The proposed method achieved better classification results for complicated five classification tasks than the hybrid model used in [37]. In comparison with [43, 45], our results are lower, but the number of data used in our model is larger.

For Dataset 2, Stein kernel-based sparse representation (SR) algorithm was proposed by Hong Peng et al. [49], it reached 97.21% for seizure EEG classification. The method for detecting epileptic seizures is through the use of SVM classifiers, along with a denoising technique that takes advantage of multiscale principal component analysis (MSPCA) and empirical mode decomposition (EMD) with three refined composite multiscale features [50]. In [51], the multiscale spectral features (MSSFs) are derived from the multiscale power spectral density (MPSD), and random forest (RF) was used to classify seizure EEG signals.

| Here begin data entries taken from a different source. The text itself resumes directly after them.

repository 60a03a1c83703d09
pub mod api_stats;
pub mod cluster_metrics;

use std::sync::atomic::{AtomicBool, AtomicU64, Ordering};

use async_trait::async_trait;

use crate::{
    error::ScrapeError,
    metrics::types::{CollectedMetric, MetricDescriptor, MetricSample, MetricType, MetricValue},
};

pub use api_stats::ApiStatsCollector;
pub use cluster_metrics::ClusterMetricsCollector;

/// Capability interface shared by every upstream endpoint collector.
#[async_trait]
pub trait StatCollector: Send + Sync {
    /// Stable name used for the scrape-health `collector` label.
    fn name(&self) -> &'static str;

    /// Run one fetch/decode/map cycle, pushing produced metrics into `sink`.
    ///
    /// Health metrics (up, total scrapes, parse failures) are always pushed;
    /// field metrics only on a fully successful scrape.
    async fn update(&self, sink: &mut Vec<CollectedMetric>) -> Result<(), ScrapeError>;
}

/// One scalar metric definition: identity plus a pure extraction function
/// producing exactly one value per scrape.
pub struct ScalarMetric<R> {
    pub descriptor: MetricDescriptor,
    pub value: fn(&R) -> f64,
}

/// Evaluate a scalar descriptor table against a decoded response.
pub fn collect_scalars<R>(
    metrics: &[ScalarMetric<R>],
    response: &R,
    cluster: &str,
) -> Vec<CollectedMetric> {
    metrics
        .iter()
        .map(|metric| CollectedMetric {
            descriptor: metric.descriptor.clone(),
            samples: vec![MetricSample {
                labels: vec![("cluster".to_string(), cluster.to_string())],
                value: metric
                    .descriptor
                    .metric_type
                    .sample_value((metric.value)(response)),
            }],
        })
        .collect()
}

/// Long-lived scrape accounting for one upstream endpoint.
///
/// The counters increase monotonically for the process lifetime; the up flag
/// is overwritten on every scrape. Each collector owns exactly one of these.
pub struct EndpointStatus {
    up: AtomicBool,
    total_scrapes: AtomicU64,
    json_parse_failures: AtomicU64,
    up_desc: MetricDescriptor,
    total_scrapes_desc: MetricDescriptor,
    json_parse_failures_desc: MetricDescriptor,
}

impl EndpointStatus {
    pub fn new(subsystem: &str, display_name: &str) -> Self {
        Self {
            up: AtomicBool::new(false),
            total_scrapes: AtomicU64::new(0),
            json_parse_failures: AtomicU64::new(0),
            up_desc: MetricDescriptor::new(
                subsystem,
                "up",
                &format!("Was the last scrape of the Typesense {display_name} endpoint successful."),
                MetricType::Gauge,
                &[],
            ),
            total_scrapes_desc: MetricDescriptor::new(
                subsystem,
                "total_scrapes",
                &format!("Current total Typesense {display_name} scrapes."),
                MetricType::Counter,
                &[],
            ),
            json_parse_failures_desc: MetricDescriptor::new(
                subsystem,
                "json_parse_failures",
                "Number of errors while parsing JSON.",
                MetricType::Counter,
                &[],
            ),
        }
    }

    pub fn record_attempt(&self) {
        self.total_scrapes.fetch_add(1, Ordering::Relaxed);
    }

    pub fn record_parse_failure(&self) {
        self.json_parse_failures.fetch_add(1, Ordering::Relaxed);
    }

    pub fn set_up(&self, up: bool) {
        self.up.store(up, Ordering::Relaxed);
    }

    pub fn is_up(&self) -> bool {
        self.up.load(Ordering::Relaxed)
    }

    pub fn total_scrapes(&self) -> u64 {
        self.total_scrapes.load(Ordering::Relaxed)
    }

    pub fn json_parse_failures(&self) -> u64 {
        self.json_parse_failures.load(Ordering::Relaxed)
    }

    /// The three health series, emitted on every scrape regardless of outcome.
    pub fn health_metrics(&self) -> Vec<CollectedMetric> {
        vec![
            CollectedMetric {
                descriptor: self.up_desc.clone(),
                samples: vec![MetricSample {
                    labels: Vec::new(),
                    value: MetricValue::Gauge(if self.is_up() { 1.0 } else { 0.0 }),
                }],
            },
            CollectedMetric {
                descriptor: self.total_scrapes_desc.clone(),
                samples: vec![MetricSample {
                    labels: Vec::new(),
                    value: MetricValue::Counter(self.total_scrapes() as f64),
                }],
            },
            CollectedMetric {
                descriptor: self.json_parse_failures_desc.clone(),
                samples: vec![MetricSample {
                    labels: Vec::new(),
                    value: MetricValue::Counter(self.json_parse_failures() as f64),
                }],
            },
        ]
    }
}
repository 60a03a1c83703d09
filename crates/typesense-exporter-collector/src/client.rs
use serde::de::DeserializeOwned;
use url::Url;

use crate::error::ScrapeError;

/// Shared HTTP access to one Typesense node's introspection endpoints.
///
/// The credential header and request timeout are installed on the underlying
/// `reqwest::Client` by the caller; this type only addresses endpoints and
/// classifies failures.
#[derive(Clone)]
pub struct TypesenseClient {
    http: reqwest::Client,
    base_url: Url,
}

impl TypesenseClient {
    pub fn new(http: reqwest::Client, base_url: Url) -> Self {
        Self { http, base_url }
    }

    /// Upstream identity used as the `cluster` label value.
    pub fn cluster(&self) -> &str {
        self.base_url.as_str()
    }

    pub fn endpoint_url(&self, path: &str) -> Url {
        let mut url = self.base_url.clone();
        let joined = format!(
            "{}/{}",
            url.path().trim_end_matches('/'),
            path.trim_start_matches('/')
        );
        url.set_path(&joined);
        url
    }

    /// One GET against `{base}{path}`, decoded as JSON.
    ///
    /// Send failures map to `Transport`, non-2xx responses to `Status`, and
    /// body-read or decode failures to `Parse`.
    pub async fn get_json<T: DeserializeOwned>(&self, path: &str) -> Result<T, ScrapeError> {
        let url = self.endpoint_url(path);
        let response = self
            .http
            .get(url.clone())
            .send()
            .await
            .map_err(|source| ScrapeError::Transport {
                url: url.to_string(),
                source,
            })?;

        let status = response.status();
        if !status.is_success() {
            return Err(ScrapeError::Status {
                url: url.to_string(),
                status,
            });
        }

        let body = response.bytes().await.map_err(|err| ScrapeError::Parse {
            url: url.to_string(),
            reason: format!("failed to read body: {err}"),
        })?;

        serde_json::from_slice(&body).map_err(|err| ScrapeError::Parse {
            url: url.to_string(),
            reason: err.to_string(),
        })
    }
}
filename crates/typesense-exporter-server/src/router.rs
use std::sync::Arc;

use axum::{Router, routing::get};
use typesense_exporter_collector::Exporter;

use crate::handlers;

pub struct AppState {
    pub exporter: Exporter,
    pub telemetry_path: String,
}

pub fn exporter_router(state: Arc<AppState>) -> Router {
    Router::new()
        .route("/", get(handlers::home::landing_page))
        .route("/healthz", get(handlers::health::health_live))
        .route(
            &state.telemetry_path,
            get(handlers::metrics::prometheus_metrics),
        )
        .with_state(state)
}
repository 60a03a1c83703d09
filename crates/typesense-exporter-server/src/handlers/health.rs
use axum::{http::StatusCode, response::IntoResponse};

pub async fn health_live() -> impl IntoResponse {
    StatusCode::OK
}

As shown in Table 9, the proposed method provides greater discrimination accuracy and sensitivity than that of the previous studies. It was found that the proposed system could differentiate ictal (seizure) from interictal and normal cases with high accuracy. Several studies in the literature are compared with the results. These studies used different techniques to identify features. In some studies, signal-to-image conversion methods are used to increase the success rate. But proposed model using 1D-CNN and LSTM in combination is significantly effective at detecting seizures and identifying features automatically in EEG signals for two different datasets.

5 Conclusion

The proposed architecture is composed of a deep learning-based 1D-CNN-LSTM with dense convolution blocks, an LSTM, and a time-distributed fully connected layer (TDFCL) and deals with three-class classification problems using publically available datasets. The overlapped sliding rectangular window technique creates a large number of samples from raw EEG data. The proposed model significantly improved the accuracy of a variety of EEG classification problems when compared to current state-of the-art methodologies. Therefore, this model provides neurologists with a more reliable and accurate way to diagnose seizures in epileptic patients, improving their confidence in their diagnoses. Moreover, because of the unavailability of labeled EEG data and the complexity of labeling EEG samples, the research could utilize the data augmentation technique of the proposed model which could be used to diagnose and predict other brain diseases such as Alzheimer's disease, mental disorders, and Parkinson's disease. Additionally, we will investigate conducting further research on the topic in the future, including validation of the proposed model on additional datasets, such as multi-channel datasets.